_Task details_: Your response should be every line from the entries that includes the string "organizer".

(Collected data)

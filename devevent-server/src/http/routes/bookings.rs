//! Booking endpoints

use std::sync::Arc;

use axum::{
    extract::{
        rejection::{JsonRejection, QueryRejection},
        Query, State,
    },
    http::StatusCode,
    response::{IntoResponse, Response},
    routing::post,
    Json, Router,
};
use serde::{Deserialize, Serialize};
use uuid::Uuid;

use crate::http::error::ApiError;
use crate::models::{Booking, BookingInput};
use crate::services::{self, BookingOutcome};
use crate::state::AppState;

/// Booking action response
#[derive(Serialize)]
pub struct BookingResponse {
    pub message: &'static str,
    #[serde(skip_serializing_if = "Option::is_none")]
    pub booking: Option<Booking>,
}

#[derive(Serialize)]
pub struct BookingListResponse {
    pub message: &'static str,
    pub bookings: Vec<Booking>,
}

#[derive(Debug, Default, Deserialize)]
#[serde(rename_all = "camelCase")]
pub struct BookingQuery {
    pub event_id: Option<Uuid>,
}

/// POST /api/bookings
///
/// 201 when booked, 200 when an identical booking exists, 204 when a
/// required field is missing.
async fn book_event(
    State(state): State<Arc<AppState>>,
    payload: Result<Json<BookingInput>, JsonRejection>,
) -> Result<Response, ApiError> {
    let Json(input) = payload?;
    let Some(outcome) = services::book_event(&state.db, input).await? else {
        return Ok(StatusCode::NO_CONTENT.into_response());
    };

    let status = match outcome {
        BookingOutcome::Booked(_) => StatusCode::CREATED,
        BookingOutcome::AlreadyBooked => StatusCode::OK,
    };
    let body = BookingResponse {
        message: outcome.message(),
        booking: outcome.booking().cloned(),
    };
    Ok((status, Json(body)).into_response())
}

/// GET /api/bookings?eventId= - newest first
async fn list_bookings(
    State(state): State<Arc<AppState>>,
    query: Result<Query<BookingQuery>, QueryRejection>,
) -> Result<Json<BookingListResponse>, ApiError> {
    let Query(query) = query?;
    let bookings = services::list_bookings(&state.db, query.event_id).await?;
    Ok(Json(BookingListResponse {
        message: "Bookings fetched successfully",
        bookings,
    }))
}

/// Booking routes
pub fn router() -> Router<Arc<AppState>> {
    Router::new().route("/bookings", post(book_event).get(list_bookings))
}
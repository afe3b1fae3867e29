//! Database migrations for event and booking tables

use sqlx::PgPool;

/// Create tables and indexes if they do not exist yet.
///
/// `bookings.event_id` has no foreign key; the reference is
/// checked when a booking is written.
pub async fn run(pool: &PgPool) -> Result<(), sqlx::Error> {
    tracing::info!("Running migrations...");

    sqlx::query(
        r#"
        CREATE TABLE IF NOT EXISTS events (
            id UUID PRIMARY KEY DEFAULT gen_random_uuid(),
            title TEXT NOT NULL,
            slug TEXT NOT NULL,
            description TEXT NOT NULL,
            overview TEXT NOT NULL,
            image TEXT NOT NULL,
            venue TEXT NOT NULL,
            location TEXT NOT NULL,
            "date" DATE NOT NULL,
            "time" TEXT NOT NULL,
            mode TEXT NOT NULL CHECK (mode IN ('online', 'offline', 'hybrid')),
            audience TEXT NOT NULL,
            agenda TEXT[] NOT NULL,
            organizer TEXT NOT NULL,
            tags TEXT[] NOT NULL,
            created_at TIMESTAMPTZ NOT NULL DEFAULT NOW(),
            updated_at TIMESTAMPTZ NOT NULL DEFAULT NOW(),
            CONSTRAINT events_slug_key UNIQUE (slug)
        )
        "#,
    )
    .execute(pool)
    .await?;

    sqlx::query(
        r#"
        CREATE TABLE IF NOT EXISTS bookings (
            id UUID PRIMARY KEY DEFAULT gen_random_uuid(),
            event_id UUID NOT NULL,
            email TEXT NOT NULL,
            slug TEXT NOT NULL,
            created_at TIMESTAMPTZ NOT NULL DEFAULT NOW(),
            updated_at TIMESTAMPTZ NOT NULL DEFAULT NOW(),
            CONSTRAINT bookings_email_key UNIQUE (email)
        )
        "#,
    )
    .execute(pool)
    .await?;

    sqlx::query("CREATE INDEX IF NOT EXISTS idx_bookings_event_id ON bookings(event_id)")
        .execute(pool)
        .await?;

    sqlx::query("CREATE INDEX IF NOT EXISTS idx_events_created_at ON events(created_at DESC)")
        .execute(pool)
        .await?;

    tracing::info!("Migrations complete");
    Ok(())
}
//! Custom Axum extractors

use axum::extract::{FromRequest, FromRequestParts, Multipart, Path, Request};
use axum::http::request::Parts;

use super::error::ApiError;
use crate::media::ImageUpload;
use crate::models::{EventInput, EventSlug, ValidationError};

/// Extract and normalize an event slug from the path
pub struct ValidEventSlug(pub EventSlug);

impl<S> FromRequestParts<S> for ValidEventSlug
where
    S: Send + Sync,
{
    type Rejection = ApiError;

    async fn from_request_parts(parts: &mut Parts, state: &S) -> Result<Self, Self::Rejection> {
        let Path(slug): Path<String> = Path::from_request_parts(parts, state)
            .await
            .map_err(|_| ApiError::from(ValidationError::Empty { field: "slug" }))?;

        Ok(Self(EventSlug::parse(&slug)?))
    }
}

/// Event submission decoded from `multipart/form-data`.
///
/// Text parts map onto [`EventInput`] fields; `agenda` and `tags` carry
/// JSON string arrays. `input.image` stays empty until the image part has
/// been uploaded.
#[derive(Debug)]
pub struct EventForm {
    pub input: EventInput,
    pub image: ImageUpload,
}

impl<S> FromRequest<S> for EventForm
where
    S: Send + Sync,
{
    type Rejection = ApiError;

    async fn from_request(req: Request, state: &S) -> Result<Self, Self::Rejection> {
        let mut multipart = Multipart::from_request(req, state)
            .await
            .map_err(|e| ApiError::rejection(e.status(), e.body_text()))?;

        let mut input = EventInput::default();
        let mut image = None;
        let mut agenda = None;
        let mut tags = None;

        while let Some(field) = multipart.next_field().await.map_err(multipart_error)? {
            let name = field.name().unwrap_or_default().to_string();

            if name == "image" {
                let file_name = field.file_name().unwrap_or("image").to_string();
                let content_type = field.content_type().map(str::to_string);
                let bytes = field.bytes().await.map_err(multipart_error)?;
                if !bytes.is_empty() {
                    image = Some(ImageUpload {
                        file_name,
                        content_type,
                        bytes: bytes.to_vec(),
                    });
                }
                continue;
            }

            let value = field.text().await.map_err(multipart_error)?;
            match name.as_str() {
                "title" => input.title = value,
                "description" => input.description = value,
                "overview" => input.overview = value,
                "venue" => input.venue = value,
                "location" => input.location = value,
                "date" => input.date = value,
                "time" => input.time = value,
                "mode" => input.mode = value,
                "audience" => input.audience = value,
                "organizer" => input.organizer = value,
                "agenda" => agenda = Some(value),
                "tags" => tags = Some(value),
                other => tracing::debug!(field = other, "ignoring unknown form field"),
            }
        }

        let image = image.ok_or_else(|| ApiError::bad_request("Image is required"))?;
        input.agenda = decode_list(agenda.as_deref())?;
        input.tags = decode_list(tags.as_deref())?;

        Ok(Self { input, image })
    }
}

fn multipart_error(e: axum::extract::multipart::MultipartError) -> ApiError {
    ApiError::rejection(e.status(), e.body_text())
}

/// Decode a JSON string array; an absent part decodes to an empty list.
fn decode_list(raw: Option<&str>) -> Result<Vec<String>, ApiError> {
    match raw {
        None => Ok(Vec::new()),
        Some(raw) => serde_json::from_str(raw)
            .map_err(|_| ApiError::bad_request("Invalid agenda or tags format")),
    }
}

_The completed task_:
            organizer TEXT NOT NULL,
                "organizer" => input.organizer = value,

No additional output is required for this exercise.